Nothing should be left out. Give all the data again exactly as written.

Segment Open

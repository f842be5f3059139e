//! # Sensor registry.
//!
//! [`Registry`] is an append-only list of sensors. [`global`] returns the process-wide
//! instance, created on first use and never reset.

use std::sync::{OnceLock, PoisonError, RwLock};

use crate::probe::{Mode, SensorRef};

/// Append-only sensor list, safe for concurrent registration and reads.
#[derive(Default)]
pub struct Registry {
    sensors: RwLock<Vec<SensorRef>>,
}

impl Registry {
    /// Creates an empty registry.
    pub fn new() -> Self {
        Self::default()
    }

    /// Appends sensors in the given order.
    pub fn register<I>(&self, sensors: I)
    where
        I: IntoIterator<Item = SensorRef>,
    {
        self.sensors
            .write()
            .unwrap_or_else(PoisonError::into_inner)
            .extend(sensors);
    }

    /// Snapshot of every registered sensor, in registration order.
    pub fn sensors(&self) -> Vec<SensorRef> {
        self.sensors
            .read()
            .unwrap_or_else(PoisonError::into_inner)
            .clone()
    }

    /// Snapshot of the sensors running in any of the modes of `mode`.
    pub fn sensors_for(&self, mode: Mode) -> Vec<SensorRef> {
        self.sensors
            .read()
            .unwrap_or_else(PoisonError::into_inner)
            .iter()
            .filter(|s| s.mode().intersects(mode))
            .cloned()
            .collect()
    }

    /// Number of registered sensors.
    pub fn len(&self) -> usize {
        self.sensors
            .read()
            .unwrap_or_else(PoisonError::into_inner)
            .len()
    }

    /// True if no sensor is registered.
    pub fn is_empty(&self) -> bool {
        self.len() == 0
    }
}

/// Process-wide registry.
pub fn global() -> &'static Registry {
    static GLOBAL: OnceLock<Registry> = OnceLock::new();
    GLOBAL.get_or_init(Registry::new)
}

/// Registers sensors on the process-wide registry.
pub fn register<I>(sensors: I)
where
    I: IntoIterator<Item = SensorRef>,
{
    global().register(sensors);
}

#[cfg(test)]
mod tests {
    use super::*;
    use crate::probe::SensorFn;
    use tokio_util::sync::CancellationToken;

    fn sensor(name: &'static str, mode: Mode) -> SensorRef {
        SensorFn::arc(name, mode, |_ctx: CancellationToken| async { Ok(()) })
    }

    #[test]
    fn filters_by_mode_keeping_order() {
        let reg = Registry::new();
        reg.register([
            sensor("boot", Mode::STARTUP),
            sensor("db", Mode::READINESS),
            sensor("heart", Mode::STARTUP_LIVENESS),
        ]);
        reg.register([sensor("cache", Mode::ALL)]);

        let names = |v: Vec<SensorRef>| v.iter().map(|s| s.name().to_string()).collect::<Vec<_>>();
        assert_eq!(names(reg.sensors()), vec!["boot", "db", "heart", "cache"]);
        assert_eq!(names(reg.sensors_for(Mode::STARTUP)), vec!["boot", "heart", "cache"]);
        assert_eq!(names(reg.sensors_for(Mode::READINESS)), vec!["db", "cache"]);
        assert_eq!(names(reg.sensors_for(Mode::default())), Vec::<String>::new());
    }

    #[test]
    fn global_is_shared() {
        let before = global().len();
        register([sensor("global-probe", Mode::LIVENESS)]);
        assert!(global().len() > before);
        assert!(std::ptr::eq(global(), global()));
    }
}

Segment Closed

◆ Solution to this task ◆
repository f842be5f3059139e
//! # Sensor registry.
//!
//! [`Registry`] is an append-only list of sensors. [`global`] returns the process-wide
//! instance, created on first use and never reset.

use std::sync::{OnceLock, PoisonError, RwLock};

use crate::probe::{Mode, SensorRef};

/// Append-only sensor list, safe for concurrent registration and reads.
#[derive(Default)]
pub struct Registry {
    sensors: RwLock<Vec<SensorRef>>,
}

impl Registry {
    /// Creates an empty registry.
    pub fn new() -> Self {
        Self::default()
    }

    /// Appends sensors in the given order.
    pub fn register<I>(&self, sensors: I)
    where
        I: IntoIterator<Item = SensorRef>,
    {
        self.sensors
            .write()
            .unwrap_or_else(PoisonError::into_inner)
            .extend(sensors);
    }

    /// Snapshot of every registered sensor, in registration order.
    pub fn sensors(&self) -> Vec<SensorRef> {
        self.sensors
            .read()
            .unwrap_or_else(PoisonError::into_inner)
            .clone()
    }

    /// Snapshot of the sensors running in any of the modes of `mode`.
    pub fn sensors_for(&self, mode: Mode) -> Vec<SensorRef> {
        self.sensors
            .read()
            .unwrap_or_else(PoisonError::into_inner)
            .iter()
            .filter(|s| s.mode().intersects(mode))
            .cloned()
            .collect()
    }

    /// Number of registered sensors.
    pub fn len(&self) -> usize {
        self.sensors
            .read()
            .unwrap_or_else(PoisonError::into_inner)
            .len()
    }

    /// True if no sensor is registered.
    pub fn is_empty(&self) -> bool {
        self.len() == 0
    }
}

/// Process-wide registry.
pub fn global() -> &'static Registry {
    static GLOBAL: OnceLock<Registry> = OnceLock::new();
    GLOBAL.get_or_init(Registry::new)
}

/// Registers sensors on the process-wide registry.
pub fn register<I>(sensors: I)
where
    I: IntoIterator<Item = SensorRef>,
{
    global().register(sensors);
}

#[cfg(test)]
mod tests {
    use super::*;
    use crate::probe::SensorFn;
    use tokio_util::sync::CancellationToken;

    fn sensor(name: &'static str, mode: Mode) -> SensorRef {
        SensorFn::arc(name, mode, |_ctx: CancellationToken| async { Ok(()) })
    }

    #[test]
    fn filters_by_mode_keeping_order() {
        let reg = Registry::new();
        reg.register([
            sensor("boot", Mode::STARTUP),
            sensor("db", Mode::READINESS),
            sensor("heart", Mode::STARTUP_LIVENESS),
        ]);
        reg.register([sensor("cache", Mode::ALL)]);

        let names = |v: Vec<SensorRef>| v.iter().map(|s| s.name().to_string()).collect::<Vec<_>>();
        assert_eq!(names(reg.sensors()), vec!["boot", "db", "heart", "cache"]);
        assert_eq!(names(reg.sensors_for(Mode::STARTUP)), vec!["boot", "heart", "cache"]);
        assert_eq!(names(reg.sensors_for(Mode::READINESS)), vec!["db", "cache"]);
        assert_eq!(names(reg.sensors_for(Mode::default())), Vec::<String>::new());
    }

    #[test]
    fn global_is_shared() {
        let before = global().len();
        register([sensor("global-probe", Mode::LIVENESS)]);
        assert!(global().len() > before);
        assert!(std::ptr::eq(global(), global()));
    }
}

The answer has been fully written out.